Saved entries:
___

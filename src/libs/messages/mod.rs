//! Structured user-facing messages and the macros that print them.

pub mod display;
pub mod macros;
pub mod types;

pub use types::Message;
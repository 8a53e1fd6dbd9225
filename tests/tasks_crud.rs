#[cfg(test)]
mod tests {
    use inventa::db::db::{Db, DbOptions};
    use inventa::libs::task::Task;

    fn open() -> Db {
        Db::open_in_memory(DbOptions::default()).unwrap()
    }

    #[test]
    fn test_task_insert_and_list() {
        let db = open();
        let tasks = db.tasks();

        assert!(tasks.get_all().unwrap().is_empty());

        let id = tasks.insert(&Task::new("Buy milk")).unwrap();
        tasks.insert(&Task::new("Call supplier")).unwrap();

        let all = tasks.get_all().unwrap();
        assert_eq!(all.len(), 2);
        assert_eq!(all[0], Task { id: Some(id), name: "Buy milk".to_string() });
        assert_eq!(all[1].name, "Call supplier");
    }

    #[test]
    fn test_task_rename() {
        let db = open();
        let tasks = db.tasks();
        let id = tasks.insert(&Task::new("Original")).unwrap();

        assert_eq!(tasks.rename("Original", "Updated").unwrap(), 1);
        assert_eq!(tasks.get_by_id(id).unwrap().unwrap().name, "Updated");

        assert!(tasks.rename("Original", "Again").unwrap_err().is_not_found());
    }

    #[test]
    fn test_task_rename_by_id() {
        let db = open();
        let tasks = db.tasks();
        let first = tasks.insert(&Task::new("Same")).unwrap();
        let second = tasks.insert(&Task::new("Same")).unwrap();

        assert_eq!(tasks.rename_by_id(second, "Different").unwrap(), 1);
        assert_eq!(tasks.get_by_id(first).unwrap().unwrap().name, "Same");
        assert_eq!(tasks.get_by_id(second).unwrap().unwrap().name, "Different");
        assert!(tasks.rename_by_id(99, "Nope").unwrap_err().is_not_found());
    }

    #[test]
    fn test_task_delete() {
        let db = open();
        let tasks = db.tasks();
        tasks.insert(&Task::new("Done")).unwrap();
        tasks.insert(&Task::new("Done")).unwrap();
        let keep = tasks.insert(&Task::new("Pending")).unwrap();

        assert_eq!(tasks.delete("Done").unwrap(), 2);
        assert!(tasks.delete("Done").unwrap_err().is_not_found());

        let remaining = tasks.get_all().unwrap();
        assert_eq!(remaining.len(), 1);
        assert_eq!(remaining[0].id, Some(keep));

        assert_eq!(tasks.delete_by_id(keep).unwrap(), 1);
        assert!(tasks.get_all().unwrap().is_empty());
    }

    #[test]
    fn test_tasks_and_products_are_independent() {
        let db = open();
        db.tasks().insert(&Task::new("widget")).unwrap();

        assert!(db.products().get_all().unwrap().is_empty());
        assert!(db.products().delete("widget").unwrap_err().is_not_found());
        assert_eq!(db.tasks().get_all().unwrap().len(), 1);
    }
}
use inventa::commands::Cli;
use inventa::libs::messages::macros::is_debug_mode;
use tracing_subscriber::EnvFilter;

fn main() -> anyhow::Result<()> {
    dotenv::dotenv().ok();

    if is_debug_mode() {
        tracing_subscriber::fmt()
            .with_env_filter(EnvFilter::try_from_default_env().unwrap_or_else(|_| EnvFilter::new("debug")))
            .init();
    }

    Cli::menu()
}
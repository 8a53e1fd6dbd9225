use super::{confirm, parse_id, report, require_name};
use crate::db::db::Db;
use crate::libs::messages::Message;
use crate::libs::task::Task;
use crate::libs::view::View;
use crate::{msg_info, msg_print, msg_success};
use anyhow::Result;
use clap::{Args, Subcommand};

#[derive(Debug, Args)]
pub struct TaskArgs {
    #[command(subcommand)]
    command: TaskCommand,
}

#[derive(Debug, Subcommand)]
enum TaskCommand {
    #[command(about = "Add a task")]
    Add { name: String },
    #[command(about = "Replace the text of a task")]
    Edit {
        target: String,
        new_name: String,
        #[arg(long, help = "Treat TARGET as a task id instead of its text")]
        id: bool,
    },
    #[command(about = "Delete a task")]
    Delete {
        target: String,
        #[arg(long, help = "Treat TARGET as a task id instead of its text")]
        id: bool,
        #[arg(short, long, help = "Skip the confirmation prompt")]
        yes: bool,
    },
    #[command(about = "List all tasks")]
    List,
}

pub fn cmd(db: &Db, args: TaskArgs) -> Result<()> {
    match args.command {
        TaskCommand::Add { name } => {
            let name = require_name(&name)?;
            let id = db.tasks().insert(&Task::new(&name))?;
            msg_success!(Message::TaskCreated(name, id));
        }
        TaskCommand::Edit { target, new_name, id } => {
            let key = require_name(&target)?;
            let new_name = require_name(&new_name)?;
            let result = if id {
                db.tasks().rename_by_id(parse_id(&key)?, &new_name)
            } else {
                db.tasks().rename(&key, &new_name)
            };
            let missing = Message::TaskNotFound(key.clone());
            report(result, |count| Message::TaskRenamed { from: key, to: new_name, count }, missing)?;
        }
        TaskCommand::Delete { target, id, yes } => {
            let key = require_name(&target)?;
            if !confirm(Message::ConfirmDeleteTask(key.clone()), yes)? {
                msg_info!(Message::OperationCancelled);
                return Ok(());
            }
            let result = if id {
                db.tasks().delete_by_id(parse_id(&key)?)
            } else {
                db.tasks().delete(&key)
            };
            let missing = Message::TaskNotFound(key.clone());
            report(result, |count| Message::TaskDeleted(key, count), missing)?;
        }
        TaskCommand::List => {}
    }

    let tasks = db.tasks().get_all()?;
    if tasks.is_empty() {
        msg_info!(Message::TasksEmpty);
        return Ok(());
    }
    msg_print!(Message::TasksHeader, true);
    View::tasks(&tasks);

    Ok(())
}
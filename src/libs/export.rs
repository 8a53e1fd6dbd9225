//! JSON export of the whole store.
//!
//! Products and tasks are written in storage order. Image blobs are encoded
//! as standard base64 and omitted when empty.
//!
//! ## Usage
//!
//! ```rust
//! use inventa::db::db::{Db, DbOptions};
//! use inventa::libs::export::Exporter;
//! use inventa::libs::product::Product;
//!
//! let db = Db::open_in_memory(DbOptions::default())?;
//! db.products().insert(&Product::new("widget", 4.5, vec![1, 2, 3]))?;
//!
//! let data = Exporter::gather(&db)?;
//! assert_eq!(data.products[0].image.as_deref(), Some("AQID"));
//!
//! let path = std::env::temp_dir().join("inventa-export.json");
//! Exporter::new(Some(path.clone())).export(&db)?;
//! # std::fs::remove_file(path)?;
//! # Ok::<(), anyhow::Error>(())
//! ```

use super::product::Product;
use super::task::Task;
use crate::db::db::Db;
use anyhow::Result;
use base64::engine::general_purpose::STANDARD;
use base64::Engine;
use serde::Serialize;
use std::fs;
use std::path::PathBuf;

#[derive(Debug, Serialize)]
pub struct ExportProduct {
    pub id: i64,
    pub name: String,
    pub price: f64,
    #[serde(skip_serializing_if = "Option::is_none")]
    pub image: Option<String>,
}

impl From<&Product> for ExportProduct {
    fn from(product: &Product) -> Self {
        ExportProduct {
            id: product.id.unwrap_or(0),
            name: product.name.clone(),
            price: product.price,
            image: product.has_image().then(|| STANDARD.encode(&product.image)),
        }
    }
}

#[derive(Debug, Serialize)]
pub struct ExportData {
    pub schema_version: u32,
    pub products: Vec<ExportProduct>,
    pub tasks: Vec<Task>,
}

pub struct Exporter {
    output_path: Option<PathBuf>,
}

impl Exporter {
    /// `output_path` of `None` writes to stdout.
    pub fn new(output_path: Option<PathBuf>) -> Self {
        Self { output_path }
    }

    pub fn gather(db: &Db) -> Result<ExportData> {
        let products = db.products().get_all()?;

        Ok(ExportData {
            schema_version: db.schema_version()?,
            products: products.iter().map(ExportProduct::from).collect(),
            tasks: db.tasks().get_all()?,
        })
    }

    /// Writes the export and returns where it went, if to a file.
    pub fn export(&self, db: &Db) -> Result<Option<PathBuf>> {
        let data = Self::gather(db)?;
        let json = serde_json::to_string_pretty(&data)?;

        match &self.output_path {
            Some(path) => {
                fs::write(path, json)?;
                Ok(Some(path.clone()))
            }
            None => {
                println!("{}", json);
                Ok(None)
            }
        }
    }
}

___

Go over the records above line by line and count those holding the word "Exporter". Reply only with the number.

= Exercise output =
5